MIS HISTORIAS CORTAS DE SILENT HILL

Como lo prometido es deuda... continuo con las pequeñas historias de mi invención, relacionadas con el fascinante mundo de Silent Hill.
Aqui va la segunda... como podreis observar se trata de una precuela de la primera "Piedra, papel o tijera.
Sin más preambulos...

EL DÍA DEL PADRE

Sam y Robert Reynolds son dos hermanos gemelos que no han tenido mucha suerte en esta vida, a sus treinta y cinco años vagan de trabajo en trabajo y de cama en cama, como de ropa interior te cambias. No son malas personas, simplemente les gusta vivir la vida al máximo. No siempre fue así, tuvieron varias relaciones que no salieron bien y volvían una y otra vez a casa de su madre. Esta temporada tocaba “mami”.

La pobre mujer se había quedado viuda hace unos diez años, Jack Reynolds era un hombre muy querido en la zona, fue un gran varapalo para todos, su muerte. El pobre hombre lucho durante años contra una terrible enfermedad que al final no pudo vencer, toda su familia estuvo a su lado hasta el final, excepto Sam y Robert que prefirieron irse de copas, igual esa era su manera de amortiguar el dolor, eso no gusto mucho en la familia sobre todo a su hermana pequeña. Sobre todo porque el día que murió, era el día del padre.

Como todos los veranos en estas fechas, los hermanos se preparaban para la acampada que siempre hacían, solo era un fin de semana pero era un ritual que todos lo años se repetía desde que eran unos adolescentes.
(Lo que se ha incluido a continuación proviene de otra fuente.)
//! Gradient-boosted signal classifier with a confidence gate

use std::path::Path;

use rand::rngs::StdRng;
use rand::seq::SliceRandom;
use rand::SeedableRng;
use serde::{Deserialize, Serialize};

use crate::config::ClassifierSettings;
use crate::error::Error;
use crate::indicators::{FeaturePipeline, FeatureRow, FEATURE_COLUMNS};
use crate::models::{AssetSeries, Decision, Signal};
use crate::strategy::gbm::{balanced_sample_weights, GradientBoostingClassifier};
use crate::strategy::labels::TrainingSet;
use crate::strategy::SignalClassifier;
use crate::Result;

/// Share of the assembled rows kept aside for the threshold report
const EVALUATION_FRACTION: f64 = 0.2;

/// Persisted model: weights, the feature columns it expects and its class labels
#[derive(Debug, Clone, Serialize, Deserialize)]
pub struct ModelArtifact {
    pub model: GradientBoostingClassifier,
    pub feature_columns: Vec<String>,
    pub classes: Vec<Signal>,
}

impl ModelArtifact {
    pub fn to_bytes(&self) -> Result<Vec<u8>> {
        Ok(serde_json::to_vec(self)?)
    }

    pub fn from_bytes(bytes: &[u8]) -> Result<Self> {
        let artifact: ModelArtifact = serde_json::from_slice(bytes)?;
        if artifact.feature_columns != FEATURE_COLUMNS {
            return Err(Error::Model(format!(
                "Artifact expects features {:?}",
                artifact.feature_columns
            )));
        }
        if artifact.classes.len() != artifact.model.n_classes() {
            return Err(Error::Model(format!(
                "Artifact lists {} classes but the model has {}",
                artifact.classes.len(),
                artifact.model.n_classes()
            )));
        }
        Ok(artifact)
    }
}

/// Precision and recall for BUY and SELL at one confidence threshold
#[derive(Debug, Clone, Copy, PartialEq)]
pub struct ThresholdReport {
    pub threshold: f64,
    pub buy_precision: f64,
    pub buy_recall: f64,
    pub sell_precision: f64,
    pub sell_recall: f64,
}

#[derive(Debug, Clone)]
pub struct LearnedClassifier {
    artifact: ModelArtifact,
    confidence_threshold: f64,
}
Siempre escogían lugares cercanos, no les gustaba mucho irse muy lejos, este año tocaba, los bosques Iwayta, que se encontraban muy cercanos a un pueblo llamado Silent Hill.

-CASA DE LA MADRE-

Su madre como todos lo años correteaba de un lado para otro, cerciorándose de que lo llevaran todo, siempre se ponía muy nerviosa cuando sus hijos se iban de acampada.

-Mama-

¿Estáis seguros de que lo lleváis todo?

-Sam-

Claro que si mama, tu estate tranquila, solo nos vamos un par de días y el lugar no esta muy lejos, si nos olvidamos algo no pasara nada.

-Robert-

Ya, pero procura que eso no ocurra, recuerda que tu te encargas de los pertrechos.

-Sam-

Ya lo se tío, no hace falta que me lo recuerdes a todas horas.

Metieron todo lo necesario en la parte de atrás de la vieja furgoneta Ford de 1985, la cual Robert cuidaba como si fuera su propia vida. Tras meterlo todo en la furgoneta, su madre se acerco a ellos, y como venia haciendo desde que eran niños les planto un fuerte beso en la frente a cada uno.

-Robert-

Ay mama, siempre estas igual, no ves que ya no somos niños.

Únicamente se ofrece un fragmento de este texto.